Die Konsumenten sollten als aktive Partner des Wandels mitgenommen werden, wünscht sich Sascha Damaschun, Geschäftsführer des Bio-Großhändlers Bodan Naturkost. Dafür brauche es eine klare und deutliche Kommunikation. Ideal wären Leuchttürme auf Verarbeitungsebene, da Markenprodukte im Regal eine höhere Standzeit als Obst und Gemüse und eine größere Produktidentifikation mit sich bringen. „Eine Bäckerei mit bioverita-Auslobung wäre su-per!“, spann bioverita-Geschäftsleiter Markus Johann den Gedanken fort.
„Wir denken an morgen, wirtschaften aber im Heute“, so Damaschun.

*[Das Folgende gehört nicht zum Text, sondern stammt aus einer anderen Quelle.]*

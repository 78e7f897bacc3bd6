//! Sensor sampling and telemetry formatting.
//!
//! The three fields are named temperature, humidity and gas but carry raw ADC
//! counts. No calibration is applied anywhere.

pub mod adc;
pub mod sampler;

pub use adc::{AnalogInput, IioAdc, SensorError};
pub use sampler::Sampler;

use chrono::{DateTime, Local};
use serde::{Deserialize, Serialize};

/// Analog channel index for each telemetry field.
#[derive(Deserialize, Serialize, Clone, Copy, Debug, PartialEq, Eq)]
#[serde(default)]
pub struct SensorChannels {
    pub temperature: u8,
    pub humidity: u8,
    pub gas: u8,
}

impl Default for SensorChannels {
    fn default() -> Self {
        Self {
            temperature: 0,
            humidity: 1,
            gas: 2,
        }
    }
}

/// One sample. Discarded after it has been published.
#[derive(Clone, Copy, Debug, PartialEq)]
pub struct SensorReading {
    pub temperature: f32,
    pub humidity: f32,
    pub gas: f32,
    pub sampled_at: DateTime<Local>,
}

impl SensorReading {
    pub fn new(temperature: f32, humidity: f32, gas: f32) -> Self {
        Self {
            temperature,
            humidity,
            gas,
            sampled_at: Local::now(),
        }
    }

    /// Single-line telemetry payload with two decimals per field.
    pub fn to_payload(&self) -> String {
        format!(
            "{{\"temperature\": {:.2}, \"humidity\": {:.2}, \"gas\": {:.2}}}",
            self.temperature, self.humidity, self.gas
        )
    }
}


#[cfg(test)]
mod tests {
    use super::*;

    #[test]
    fn payload_has_two_decimals() {
        let reading = SensorReading::new(12.0, 7.5, 300.0);
        assert_eq!(
            reading.to_payload(),
            r#"{"temperature": 12.00, "humidity": 7.50, "gas": 300.00}"#
        );
    }

    #[test]
    fn payload_rounds_to_two_places() {
        let reading = SensorReading::new(0.124, 1.999, 4095.0);
        assert_eq!(
            reading.to_payload(),
            r#"{"temperature": 0.12, "humidity": 2.00, "gas": 4095.00}"#
        );
    }
}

In einem System, das auf Produktivität ausgelegt ist, gelte es, wieder mehr Platz für Sortenvielfalt im Anbau zu schaffen und der Nische einen Raum freizuräumen.
Für die Biofach 2023 steht der gemeinsam mit IFOAM und BÖLW gestaltete Kongressschwerpunkt bereits fest. Vom 14. bis 17. Februar wird dann die Leitfrage ‚Öko-Landwirtschaft, Klimaschutz, Gesundheit: Gesunder Boden – gesunder Mensch – wie hängt das zusammen?‘ in den Blick genommen.